I palestinesi attendono il cessate il fuoco e la riapertura del valico di Rafah per ricevere le cure mediche cruciali di cui hanno bisogno per sopravvivere.

Khan Younis e Rafah, Striscia di Gaza, Palestina – In un piccolo appartamento a Khan Younis, circondato da un paesaggio devastato dalla guerra a perdita d’occhio, Abeer al-Awady conta i minuti che mancano al tanto atteso cessate il fuoco.
La vita di sua figlia Hanaa dipende da questo.
La quindicenne emette un grido lacerante ogni volta che Abeer solleva la coperta che le protegge il viso. Anche il più debole barlume di luce innesca un dolore lancinante negli occhi sensibili e gonfi dell’adolescente, lasciando ad Abeer altra scelta se non quella di ascoltare le suppliche agonizzanti di sua figlia di essere nuovamente coperta.

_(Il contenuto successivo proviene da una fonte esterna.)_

use std::path::PathBuf;
use std::time::Duration;

use crate::filter::SeasonFilter;

const APP_DIR: &str = "ipl_insights";
const DB_FILE: &str = "ipl.sqlite";
const LOG_FILE: &str = "ipl_insights.log";
const DEFAULT_TIMEOUT_SECS: u64 = 5;

#[derive(Debug, Clone)]
pub struct AppConfig {
    pub db_path: Option<PathBuf>,
    pub db_timeout: Duration,
    pub default_season: SeasonFilter,
    pub log_file: Option<PathBuf>,
}

/// Loads `.env.local` then `.env`; already-set variables win.
pub fn load_dotenv() {
    let _ = dotenvy::from_filename(".env.local");
    let _ = dotenvy::from_filename(".env");
}

impl AppConfig {
    pub fn from_env() -> Self {
        Self::from_lookup(|key| std::env::var(key).ok())
    }

    pub fn from_lookup(lookup: impl Fn(&str) -> Option<String>) -> Self {
        let non_empty = |key: &str| lookup(key).filter(|v| !v.trim().is_empty());
        let db_timeout = non_empty("IPL_DB_TIMEOUT_SECS")
            .and_then(|val| val.trim().parse::<u64>().ok())
            .unwrap_or(DEFAULT_TIMEOUT_SECS)
            .clamp(1, 60);
        Self {
            db_path: non_empty("IPL_DB_PATH")
                .map(PathBuf::from)
                .or_else(|| app_data_dir(&lookup).map(|dir| dir.join(DB_FILE))),
            db_timeout: Duration::from_secs(db_timeout),
            default_season: non_empty("IPL_DEFAULT_SEASON")
                .map(|s| SeasonFilter::parse(&s))
                .unwrap_or(SeasonFilter::AllSeasons),
            log_file: non_empty("IPL_LOG_FILE")
                .map(PathBuf::from)
                .or_else(|| app_data_dir(&lookup).map(|dir| dir.join(LOG_FILE))),
        }
    }
}

fn app_data_dir(lookup: &impl Fn(&str) -> Option<String>) -> Option<PathBuf> {
    // Prefer XDG cache.
    if let Some(base) = lookup("XDG_CACHE_HOME")
        && !base.trim().is_empty()
    {
        return Some(PathBuf::from(base).join(APP_DIR));
    }
    let home = lookup("HOME")?;
    if home.trim().is_empty() {
        return None;
    }
    Some(PathBuf::from(home).join(".cache").join(APP_DIR))
}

Sotto la coperta si trova un volto segnato dal prezzo implacabile del cancro. Una massa rossa sporge dal suo occhio sinistro, la sua testa appare rimpicciolita e le sue fragili braccia si muovono a malapena. La sua voce indebolita e le sue grida costanti raccontano del dolore che ha sopportato da quando le è stata diagnosticata tre mesi fa.
Abeer prega che il valico di Rafah, che Gaza condivide con l’Egitto e che è stato sigillato da Israele sin dall’operazione di terra nella regione più meridionale dell’enclave a maggio, si apra non appena il cessate il fuoco entrerà in vigore domenica mattina. “Non so quanto ancora sopravvivrà Hanaa”, ha detto.
Per migliaia di palestinesi feriti a Gaza e pazienti come Hanaa, il cessate il fuoco concordato sabato dal governo israeliano dopo molte tensioni politiche, è più di una pietra miliare diplomatica; è una questione di sopravvivenza. Come parte dell’accordo, si prevede l’apertura del valico di Rafah, consentendo ai palestinesi di Gaza di partire per ricevere cure mediche.
Il settore sanitario del territorio è stato devastato dalla guerra, impoverendolo di risorse umane, attrezzature e infrastrutture, nonché di personale medico che ha sfidato gli attacchi israeliani e che ha poco da offrire ai propri pazienti.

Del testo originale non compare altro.